Daniel Green's 20-year New York State study documented the increasing rate of ACL reconstruction in skeletally immature patients. Between 1990 and 2009, pediatric ACL reconstruction rates increased 5-fold, driven partly by increased participation in year-round competitive youth sports.

The challenge in young patients with open physes (growth plates): traditional transphyseal reconstruction techniques carry a small but real risk of growth disturbance — leg length discrepancy or angular deformity. Several physeal-sparing and physeal-respecting techniques have been developed for skeletally immature patients. Green's group at Hospital for Special Surgery has published extensively on these approaches. The current literature supports early operative treatment in skeletally immature patients who are symptomatic, given that bracing and rehabilitation alone have unacceptably high ongoing injury rates at the activity levels these young athletes maintain.

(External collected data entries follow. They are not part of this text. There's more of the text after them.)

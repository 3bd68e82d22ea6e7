//! Verification scan classifier
//!
//! Pure decision table: a scanned tracking number is classified by its
//! membership in the two loaded sheets. Pre-alerta rows are keyed by
//! tracking number, pre-ruteo rows by codigo de pedido; both are matched
//! against the same scanned code.

use crate::models::ScanStatus;

/// Normalize a scanned code before lookup
///
/// Scanner input arrives with stray whitespace and newlines from keyboard
/// wedge devices. Only surrounding whitespace is stripped; case and interior
/// characters are preserved because carrier codes are case-significant.
pub fn normalize_scan(raw: &str) -> &str {
    raw.trim()
}

/// Classify a scan by sheet membership
pub fn classify(in_pre_alerta: bool, in_pre_ruteo: bool) -> ScanStatus {
    match (in_pre_alerta, in_pre_ruteo) {
        (true, true) => ScanStatus::Ok,
        (true, false) => ScanStatus::FueraCobertura,
        (false, true) => ScanStatus::Previo,
        (false, false) => ScanStatus::Sobrante,
    }
}
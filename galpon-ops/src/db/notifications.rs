//! Notification rows and per-operator preference flags
//!
//! Operators only receive fan-out once they have a preferences row, which
//! is auto-created the first time they open their notification feed.

use anyhow::{anyhow, Result};
use galpon_common::time;
use sqlx::{Row, SqlitePool};
use uuid::Uuid;

use super::{get_ts, get_uuid};
use crate::models::{Notification, NotificationKind, NotificationPreferences};

/// Newest-first page of one operator's notifications, plus the total
pub async fn list_notifications(
    pool: &SqlitePool,
    operator_id: Uuid,
    limit: i64,
    offset: i64,
) -> Result<(Vec<Notification>, i64)> {
    let rows = sqlx::query(
        r#"
        SELECT id, operator_id, kind, message, created_at
        FROM notifications WHERE operator_id = ?
        ORDER BY created_at DESC, rowid DESC LIMIT ? OFFSET ?
        "#,
    )
    .bind(operator_id.to_string())
    .bind(limit)
    .bind(offset)
    .fetch_all(pool)
    .await?;

    let total: i64 =
        sqlx::query_scalar("SELECT COUNT(*) FROM notifications WHERE operator_id = ?")
            .bind(operator_id.to_string())
            .fetch_one(pool)
            .await?;

    let notifications = rows.iter().map(row_to_notification).collect::<Result<_>>()?;
    Ok((notifications, total))
}

/// Fetch the operator's preference flags, creating the all-on default row
/// on first touch.
pub async fn get_or_create_preferences(
    pool: &SqlitePool,
    operator_id: Uuid,
) -> Result<NotificationPreferences> {
    sqlx::query("INSERT OR IGNORE INTO notification_preferences (operator_id) VALUES (?)")
        .bind(operator_id.to_string())
        .execute(pool)
        .await?;

    let row = sqlx::query(
        r#"
        SELECT new_entry, new_provider, new_inventory, new_reexpedicion
        FROM notification_preferences WHERE operator_id = ?
        "#,
    )
    .bind(operator_id.to_string())
    .fetch_one(pool)
    .await?;
    Ok(row_to_preferences(&row))
}

/// Upsert the operator's preference flags
pub async fn update_preferences(
    pool: &SqlitePool,
    operator_id: Uuid,
    prefs: &NotificationPreferences,
) -> Result<NotificationPreferences> {
    sqlx::query(
        r#"
        INSERT INTO notification_preferences
            (operator_id, new_entry, new_provider, new_inventory, new_reexpedicion)
        VALUES (?, ?, ?, ?, ?)
        ON CONFLICT(operator_id) DO UPDATE SET
            new_entry = excluded.new_entry,
            new_provider = excluded.new_provider,
            new_inventory = excluded.new_inventory,
            new_reexpedicion = excluded.new_reexpedicion
        "#,
    )
    .bind(operator_id.to_string())
    .bind(prefs.new_entry as i64)
    .bind(prefs.new_provider as i64)
    .bind(prefs.new_inventory as i64)
    .bind(prefs.new_reexpedicion as i64)
    .execute(pool)
    .await?;
    Ok(prefs.clone())
}

/// Delete all of one operator's notifications; returns how many went away
pub async fn clear_notifications(pool: &SqlitePool, operator_id: Uuid) -> Result<u64> {
    let result = sqlx::query("DELETE FROM notifications WHERE operator_id = ?")
        .bind(operator_id.to_string())
        .execute(pool)
        .await?;
    Ok(result.rows_affected())
}

/// Write one notification per operator subscribed to this kind; returns the
/// recipient count.
pub async fn fan_out(pool: &SqlitePool, kind: NotificationKind, message: &str) -> Result<u64> {
    let column = kind.preference_column();
    let recipients: Vec<String> = sqlx::query_scalar(&format!(
        "SELECT operator_id FROM notification_preferences WHERE {column} = 1"
    ))
    .fetch_all(pool)
    .await?;

    let now = time::now_rfc3339();
    for operator_id in &recipients {
        sqlx::query(
            r#"
            INSERT INTO notifications (id, operator_id, kind, message, created_at)
            VALUES (?, ?, ?, ?, ?)
            "#,
        )
        .bind(Uuid::new_v4().to_string())
        .bind(operator_id)
        .bind(kind.as_str())
        .bind(message)
        .bind(&now)
        .execute(pool)
        .await?;
    }
    Ok(recipients.len() as u64)
}

fn row_to_notification(row: &sqlx::sqlite::SqliteRow) -> Result<Notification> {
    let kind: String = row.get("kind");
    Ok(Notification {
        id: get_uuid(row, "id")?,
        operator_id: get_uuid(row, "operator_id")?,
        kind: NotificationKind::parse(&kind)
            .ok_or_else(|| anyhow!("unknown notification kind: {kind}"))?,
        message: row.get("message"),
        created_at: get_ts(row, "created_at")?,
    })
}

fn row_to_preferences(row: &sqlx::sqlite::SqliteRow) -> NotificationPreferences {
    NotificationPreferences {
        new_entry: row.get::<i64, _>("new_entry") != 0,
        new_provider: row.get::<i64, _>("new_provider") != 0,
        new_inventory: row.get::<i64, _>("new_inventory") != 0,
        new_reexpedicion: row.get::<i64, _>("new_reexpedicion") != 0,
    }
}

#[cfg(test)]
mod tests {
    use super::*;
    use galpon_common::db::{init_memory_database, ADMIN_OPERATOR_ID};

    async fn insert_operator(pool: &SqlitePool, name: &str) -> Uuid {
        let id = Uuid::new_v4();
        sqlx::query(
            r#"
            INSERT INTO operators (id, name, role, active, created_at)
            VALUES (?, ?, 'OPERADOR', 1, ?)
            "#,
        )
        .bind(id.to_string())
        .bind(name)
        .bind(time::now_rfc3339())
        .execute(pool)
        .await
        .unwrap();
        id
    }

    fn admin_id() -> Uuid {
        Uuid::parse_str(ADMIN_OPERATOR_ID).unwrap()
    }

    #[tokio::test]
    async fn test_preferences_default_on_first_touch() {
        let pool = init_memory_database().await.unwrap();
        let prefs = get_or_create_preferences(&pool, admin_id()).await.unwrap();
        assert!(prefs.new_entry && prefs.new_provider);
        assert!(prefs.new_inventory && prefs.new_reexpedicion);

        // Second touch returns the same row, not a reset
        let updated = NotificationPreferences {
            new_entry: false,
            ..prefs
        };
        update_preferences(&pool, admin_id(), &updated).await.unwrap();
        let again = get_or_create_preferences(&pool, admin_id()).await.unwrap();
        assert!(!again.new_entry);
        assert!(again.new_provider);
    }

    #[tokio::test]
    async fn test_fan_out_respects_flags() {
        let pool = init_memory_database().await.unwrap();
        let muted = insert_operator(&pool, "Marta").await;
        let listening = insert_operator(&pool, "Pedro").await;

        get_or_create_preferences(&pool, listening).await.unwrap();
        let prefs = get_or_create_preferences(&pool, muted).await.unwrap();
        update_preferences(
            &pool,
            muted,
            &NotificationPreferences {
                new_provider: false,
                ..prefs
            },
        )
        .await
        .unwrap();

        let sent = fan_out(
            &pool,
            NotificationKind::NewProvider,
            "Nuevo proveedor creado: Urbano",
        )
        .await
        .unwrap();
        assert_eq!(sent, 1);

        let (rows, total) = list_notifications(&pool, listening, 20, 0).await.unwrap();
        assert_eq!(total, 1);
        assert_eq!(rows[0].kind, NotificationKind::NewProvider);

        let (_, muted_total) = list_notifications(&pool, muted, 20, 0).await.unwrap();
        assert_eq!(muted_total, 0);

        // No preferences row at all means no fan-out either
        let fresh = insert_operator(&pool, "Lucía").await;
        fan_out(&pool, NotificationKind::NewProvider, "otra vez")
            .await
            .unwrap();
        let (_, fresh_total) = list_notifications(&pool, fresh, 20, 0).await.unwrap();
        assert_eq!(fresh_total, 0);
    }

    #[tokio::test]
    async fn test_clear_only_own() {
        let pool = init_memory_database().await.unwrap();
        let a = insert_operator(&pool, "Marta").await;
        let b = insert_operator(&pool, "Pedro").await;
        get_or_create_preferences(&pool, a).await.unwrap();
        get_or_create_preferences(&pool, b).await.unwrap();
        fan_out(&pool, NotificationKind::NewEntry, "Nueva entrada registrada: Urbano - AB123CD")
            .await
            .unwrap();

        let cleared = clear_notifications(&pool, a).await.unwrap();
        assert_eq!(cleared, 1);

        let (_, a_total) = list_notifications(&pool, a, 20, 0).await.unwrap();
        assert_eq!(a_total, 0);
        let (_, b_total) = list_notifications(&pool, b, 20, 0).await.unwrap();
        assert_eq!(b_total, 1);
    }
}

Return to sport after ACL reconstruction

A common misconception is that 9-12 months post-surgery automatically means "ready to return to sport." Current evidence supports criteria-based return-to-sport testing:

• Quadriceps strength symmetry index ≥90% (injured vs. uninjured limb)
• Hop test battery symmetry ≥90%
• Psychological readiness (ACL-RSI questionnaire)
• No effusion, full range of motion

Studies show athletes who return to sport without meeting these criteria have 4-6 times higher re-tear rates.

Questions to ask your doctor

• Am I a good candidate for non-surgical management given my age, activity goals, and whether I have a concurrent meniscal tear?
• What graft choice do you recommend for my specific situation, and why?
• How long will my recovery actually take before I can safely return to sport at full capacity?
• What criteria-based testing will you use to determine when I am ready to return to sport?
• If I have an open growth plate, which surgical technique do you use to minimize growth disturbance risk?
• What is the re-tear rate in your practice for patients in my demographic?

The bottom line

ACL reconstruction is not mandatory for all torn ACLs, but it is strongly indicated for athletes returning to pivoting sports, patients with functional instability, and anyone with a concurrent repairable meniscal tear. Graft choice between patellar tendon and hamstring autograft involves tradeoffs in stability versus donor-site morbidity that should be individualized. Even after technically successful surgery, abnormal knee kinematics persist — making thorough rehabilitation and return-to-sport criteria more important than calendar time. Delaying surgery in active patients who continue to experience instability risks progressive meniscal damage that accelerates long-term knee OA.